● TASK TO COMPLETE
Tell me how many lines in the entries below contain the word "ItemKind"; reply with the number and nothing else.
■ ■ ■ ■ ■ ■ ■
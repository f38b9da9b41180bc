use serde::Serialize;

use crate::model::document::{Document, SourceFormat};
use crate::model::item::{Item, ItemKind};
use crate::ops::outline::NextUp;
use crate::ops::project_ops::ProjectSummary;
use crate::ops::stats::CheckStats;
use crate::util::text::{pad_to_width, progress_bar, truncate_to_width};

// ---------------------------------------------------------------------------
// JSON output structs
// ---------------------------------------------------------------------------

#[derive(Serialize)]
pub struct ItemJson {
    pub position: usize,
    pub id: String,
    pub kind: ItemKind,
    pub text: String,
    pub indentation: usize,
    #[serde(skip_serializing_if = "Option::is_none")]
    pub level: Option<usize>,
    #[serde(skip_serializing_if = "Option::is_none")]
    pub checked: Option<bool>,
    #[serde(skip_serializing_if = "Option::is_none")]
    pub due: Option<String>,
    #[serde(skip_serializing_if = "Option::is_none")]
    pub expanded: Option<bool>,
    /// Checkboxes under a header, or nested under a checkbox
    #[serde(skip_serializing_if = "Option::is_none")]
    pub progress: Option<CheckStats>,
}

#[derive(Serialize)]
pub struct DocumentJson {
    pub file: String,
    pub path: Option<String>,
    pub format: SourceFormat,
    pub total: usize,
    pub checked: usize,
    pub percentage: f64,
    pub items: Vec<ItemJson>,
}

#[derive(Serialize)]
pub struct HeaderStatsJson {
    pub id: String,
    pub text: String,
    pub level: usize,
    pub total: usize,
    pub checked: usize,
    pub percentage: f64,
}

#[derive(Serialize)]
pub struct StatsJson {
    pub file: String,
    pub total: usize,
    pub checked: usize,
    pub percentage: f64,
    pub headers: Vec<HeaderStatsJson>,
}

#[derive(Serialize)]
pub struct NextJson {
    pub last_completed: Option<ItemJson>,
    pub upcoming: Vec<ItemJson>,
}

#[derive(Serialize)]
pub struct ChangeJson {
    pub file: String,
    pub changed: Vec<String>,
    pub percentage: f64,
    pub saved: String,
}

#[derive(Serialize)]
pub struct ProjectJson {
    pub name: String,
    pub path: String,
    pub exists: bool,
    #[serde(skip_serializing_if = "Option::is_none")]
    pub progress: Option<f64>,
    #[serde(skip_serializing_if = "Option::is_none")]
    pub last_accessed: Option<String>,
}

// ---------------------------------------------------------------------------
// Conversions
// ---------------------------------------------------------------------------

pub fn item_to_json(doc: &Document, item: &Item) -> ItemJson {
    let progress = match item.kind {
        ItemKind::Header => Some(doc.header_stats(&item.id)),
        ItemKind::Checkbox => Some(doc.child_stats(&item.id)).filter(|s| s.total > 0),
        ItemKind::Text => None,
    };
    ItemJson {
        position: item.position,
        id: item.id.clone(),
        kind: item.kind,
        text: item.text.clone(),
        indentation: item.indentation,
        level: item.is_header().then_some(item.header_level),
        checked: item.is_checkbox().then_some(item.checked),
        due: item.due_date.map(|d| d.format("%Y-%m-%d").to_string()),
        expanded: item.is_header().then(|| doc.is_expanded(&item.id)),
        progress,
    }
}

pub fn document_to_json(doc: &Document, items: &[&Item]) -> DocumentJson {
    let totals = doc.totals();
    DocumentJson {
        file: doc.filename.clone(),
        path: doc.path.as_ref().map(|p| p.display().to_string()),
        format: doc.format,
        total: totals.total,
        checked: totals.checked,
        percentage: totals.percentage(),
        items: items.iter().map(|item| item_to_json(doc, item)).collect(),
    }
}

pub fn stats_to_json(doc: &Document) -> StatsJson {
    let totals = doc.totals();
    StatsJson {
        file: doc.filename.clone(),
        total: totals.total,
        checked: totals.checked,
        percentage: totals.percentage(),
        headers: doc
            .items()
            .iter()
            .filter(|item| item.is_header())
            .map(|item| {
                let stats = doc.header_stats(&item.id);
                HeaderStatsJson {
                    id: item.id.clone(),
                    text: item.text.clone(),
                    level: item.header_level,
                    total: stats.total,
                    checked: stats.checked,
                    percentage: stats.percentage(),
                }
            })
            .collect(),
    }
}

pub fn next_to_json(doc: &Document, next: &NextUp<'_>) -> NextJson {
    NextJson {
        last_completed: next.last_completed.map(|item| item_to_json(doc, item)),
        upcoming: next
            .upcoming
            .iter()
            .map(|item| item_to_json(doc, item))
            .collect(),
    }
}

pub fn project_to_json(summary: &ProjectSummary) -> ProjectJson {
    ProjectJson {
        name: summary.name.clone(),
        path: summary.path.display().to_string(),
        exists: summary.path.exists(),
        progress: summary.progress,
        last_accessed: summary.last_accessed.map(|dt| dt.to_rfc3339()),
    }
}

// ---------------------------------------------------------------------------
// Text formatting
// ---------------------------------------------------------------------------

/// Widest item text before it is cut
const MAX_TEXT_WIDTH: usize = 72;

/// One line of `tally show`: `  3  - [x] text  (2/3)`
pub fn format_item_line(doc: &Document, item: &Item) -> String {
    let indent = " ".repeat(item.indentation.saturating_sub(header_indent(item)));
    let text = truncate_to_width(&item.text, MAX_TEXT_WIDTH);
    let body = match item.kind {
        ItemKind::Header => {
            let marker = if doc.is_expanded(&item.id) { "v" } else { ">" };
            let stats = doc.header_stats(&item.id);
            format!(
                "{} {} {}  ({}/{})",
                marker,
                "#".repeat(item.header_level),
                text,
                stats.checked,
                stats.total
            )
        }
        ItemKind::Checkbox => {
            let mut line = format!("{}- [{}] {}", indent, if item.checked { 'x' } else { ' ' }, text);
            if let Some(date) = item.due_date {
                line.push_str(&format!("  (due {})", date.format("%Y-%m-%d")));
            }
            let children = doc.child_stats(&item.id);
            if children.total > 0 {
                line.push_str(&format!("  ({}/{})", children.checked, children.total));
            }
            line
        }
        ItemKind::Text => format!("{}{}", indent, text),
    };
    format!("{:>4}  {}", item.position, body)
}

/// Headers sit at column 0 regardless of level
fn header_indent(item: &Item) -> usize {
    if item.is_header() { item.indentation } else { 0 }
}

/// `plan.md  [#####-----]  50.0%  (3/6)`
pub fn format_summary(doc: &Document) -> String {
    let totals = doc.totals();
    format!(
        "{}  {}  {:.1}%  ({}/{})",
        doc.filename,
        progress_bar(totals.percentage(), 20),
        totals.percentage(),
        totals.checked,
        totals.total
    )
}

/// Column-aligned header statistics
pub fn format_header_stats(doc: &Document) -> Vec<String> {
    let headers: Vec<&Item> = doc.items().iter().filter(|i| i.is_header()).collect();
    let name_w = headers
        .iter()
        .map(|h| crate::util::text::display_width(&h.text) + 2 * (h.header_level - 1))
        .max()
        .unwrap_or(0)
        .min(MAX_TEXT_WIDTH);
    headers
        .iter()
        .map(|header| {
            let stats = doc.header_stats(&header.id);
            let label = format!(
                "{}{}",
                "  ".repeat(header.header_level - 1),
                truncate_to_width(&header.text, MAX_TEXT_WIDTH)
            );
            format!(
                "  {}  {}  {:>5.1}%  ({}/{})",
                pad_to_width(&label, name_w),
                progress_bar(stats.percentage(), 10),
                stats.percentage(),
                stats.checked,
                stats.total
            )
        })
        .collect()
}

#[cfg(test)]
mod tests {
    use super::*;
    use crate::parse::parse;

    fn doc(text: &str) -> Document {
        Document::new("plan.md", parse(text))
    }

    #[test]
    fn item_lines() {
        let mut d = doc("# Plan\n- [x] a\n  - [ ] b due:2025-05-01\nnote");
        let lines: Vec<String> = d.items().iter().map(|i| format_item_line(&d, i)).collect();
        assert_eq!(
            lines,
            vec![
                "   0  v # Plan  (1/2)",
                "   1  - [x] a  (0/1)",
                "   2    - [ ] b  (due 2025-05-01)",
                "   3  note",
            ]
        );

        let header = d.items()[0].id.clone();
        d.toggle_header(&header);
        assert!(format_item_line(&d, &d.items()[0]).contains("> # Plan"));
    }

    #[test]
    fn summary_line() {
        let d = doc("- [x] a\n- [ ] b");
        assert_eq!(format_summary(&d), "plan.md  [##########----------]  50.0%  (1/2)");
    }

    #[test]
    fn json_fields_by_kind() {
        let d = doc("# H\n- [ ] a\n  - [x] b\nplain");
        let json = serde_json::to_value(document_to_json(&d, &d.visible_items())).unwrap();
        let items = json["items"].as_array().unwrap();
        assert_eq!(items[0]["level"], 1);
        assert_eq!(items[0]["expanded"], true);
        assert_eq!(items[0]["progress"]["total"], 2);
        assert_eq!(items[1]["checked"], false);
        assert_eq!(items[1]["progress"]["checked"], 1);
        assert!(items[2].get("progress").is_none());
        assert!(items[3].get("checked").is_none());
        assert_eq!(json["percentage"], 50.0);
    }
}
■ ■ ■ ■ ■ ■ ■
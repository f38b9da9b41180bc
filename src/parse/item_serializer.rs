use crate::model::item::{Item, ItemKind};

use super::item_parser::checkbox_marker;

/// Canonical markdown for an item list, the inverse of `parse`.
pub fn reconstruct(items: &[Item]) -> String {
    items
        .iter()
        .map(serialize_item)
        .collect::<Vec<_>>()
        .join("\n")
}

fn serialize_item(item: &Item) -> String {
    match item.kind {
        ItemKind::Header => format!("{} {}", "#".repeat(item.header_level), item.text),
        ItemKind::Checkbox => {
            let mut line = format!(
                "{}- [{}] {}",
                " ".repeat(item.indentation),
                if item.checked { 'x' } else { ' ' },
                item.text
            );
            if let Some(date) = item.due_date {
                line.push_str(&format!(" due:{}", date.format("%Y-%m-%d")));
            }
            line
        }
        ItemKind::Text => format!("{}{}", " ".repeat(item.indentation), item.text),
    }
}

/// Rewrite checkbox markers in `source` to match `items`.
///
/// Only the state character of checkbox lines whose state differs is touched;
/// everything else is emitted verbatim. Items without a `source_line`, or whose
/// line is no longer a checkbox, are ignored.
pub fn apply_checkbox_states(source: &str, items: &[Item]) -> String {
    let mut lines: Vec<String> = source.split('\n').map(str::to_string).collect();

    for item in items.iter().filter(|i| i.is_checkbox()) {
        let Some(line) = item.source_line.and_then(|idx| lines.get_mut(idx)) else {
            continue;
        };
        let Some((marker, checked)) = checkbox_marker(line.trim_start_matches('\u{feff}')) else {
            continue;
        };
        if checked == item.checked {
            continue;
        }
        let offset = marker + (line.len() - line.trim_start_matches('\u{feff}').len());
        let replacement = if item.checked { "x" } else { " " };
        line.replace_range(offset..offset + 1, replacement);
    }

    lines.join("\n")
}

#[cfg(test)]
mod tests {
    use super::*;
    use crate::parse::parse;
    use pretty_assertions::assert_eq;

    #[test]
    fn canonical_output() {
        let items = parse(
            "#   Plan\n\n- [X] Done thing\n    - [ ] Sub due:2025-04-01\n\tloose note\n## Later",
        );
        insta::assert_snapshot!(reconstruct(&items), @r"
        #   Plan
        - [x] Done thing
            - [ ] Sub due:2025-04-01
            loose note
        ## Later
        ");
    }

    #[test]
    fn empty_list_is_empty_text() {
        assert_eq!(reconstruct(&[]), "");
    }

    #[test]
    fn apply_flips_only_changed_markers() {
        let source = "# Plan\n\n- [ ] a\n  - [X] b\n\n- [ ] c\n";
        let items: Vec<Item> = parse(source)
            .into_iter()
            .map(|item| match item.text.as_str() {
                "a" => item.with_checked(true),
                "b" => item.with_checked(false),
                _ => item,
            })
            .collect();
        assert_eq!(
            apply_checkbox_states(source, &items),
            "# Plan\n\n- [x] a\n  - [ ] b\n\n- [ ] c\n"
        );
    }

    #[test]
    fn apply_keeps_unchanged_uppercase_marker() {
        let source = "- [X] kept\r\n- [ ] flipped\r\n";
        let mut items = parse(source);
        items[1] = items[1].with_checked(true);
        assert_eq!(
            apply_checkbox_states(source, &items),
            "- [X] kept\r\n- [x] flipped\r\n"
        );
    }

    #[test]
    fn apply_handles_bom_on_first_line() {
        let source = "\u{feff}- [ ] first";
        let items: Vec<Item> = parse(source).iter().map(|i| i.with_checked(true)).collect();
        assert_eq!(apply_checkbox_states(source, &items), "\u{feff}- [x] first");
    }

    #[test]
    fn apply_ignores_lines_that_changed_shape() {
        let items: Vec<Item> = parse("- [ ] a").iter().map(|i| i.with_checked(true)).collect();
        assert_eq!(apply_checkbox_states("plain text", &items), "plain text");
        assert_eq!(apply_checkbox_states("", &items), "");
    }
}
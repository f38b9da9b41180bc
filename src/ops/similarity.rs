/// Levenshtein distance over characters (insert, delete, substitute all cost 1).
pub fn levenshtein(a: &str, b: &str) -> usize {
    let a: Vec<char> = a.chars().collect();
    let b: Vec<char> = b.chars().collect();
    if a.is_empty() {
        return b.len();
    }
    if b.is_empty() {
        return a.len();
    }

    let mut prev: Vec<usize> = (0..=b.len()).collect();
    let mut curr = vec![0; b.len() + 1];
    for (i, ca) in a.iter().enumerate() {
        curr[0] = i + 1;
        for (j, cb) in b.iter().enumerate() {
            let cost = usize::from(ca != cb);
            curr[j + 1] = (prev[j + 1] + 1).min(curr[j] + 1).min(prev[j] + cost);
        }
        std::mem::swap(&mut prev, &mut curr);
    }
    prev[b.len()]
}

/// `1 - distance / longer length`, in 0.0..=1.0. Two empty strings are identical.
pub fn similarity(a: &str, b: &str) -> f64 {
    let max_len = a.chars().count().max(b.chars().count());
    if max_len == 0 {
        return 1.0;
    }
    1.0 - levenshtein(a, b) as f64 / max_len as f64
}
■ ■ ■ ■ ■ ■ ■
● COMPLETED TASK
12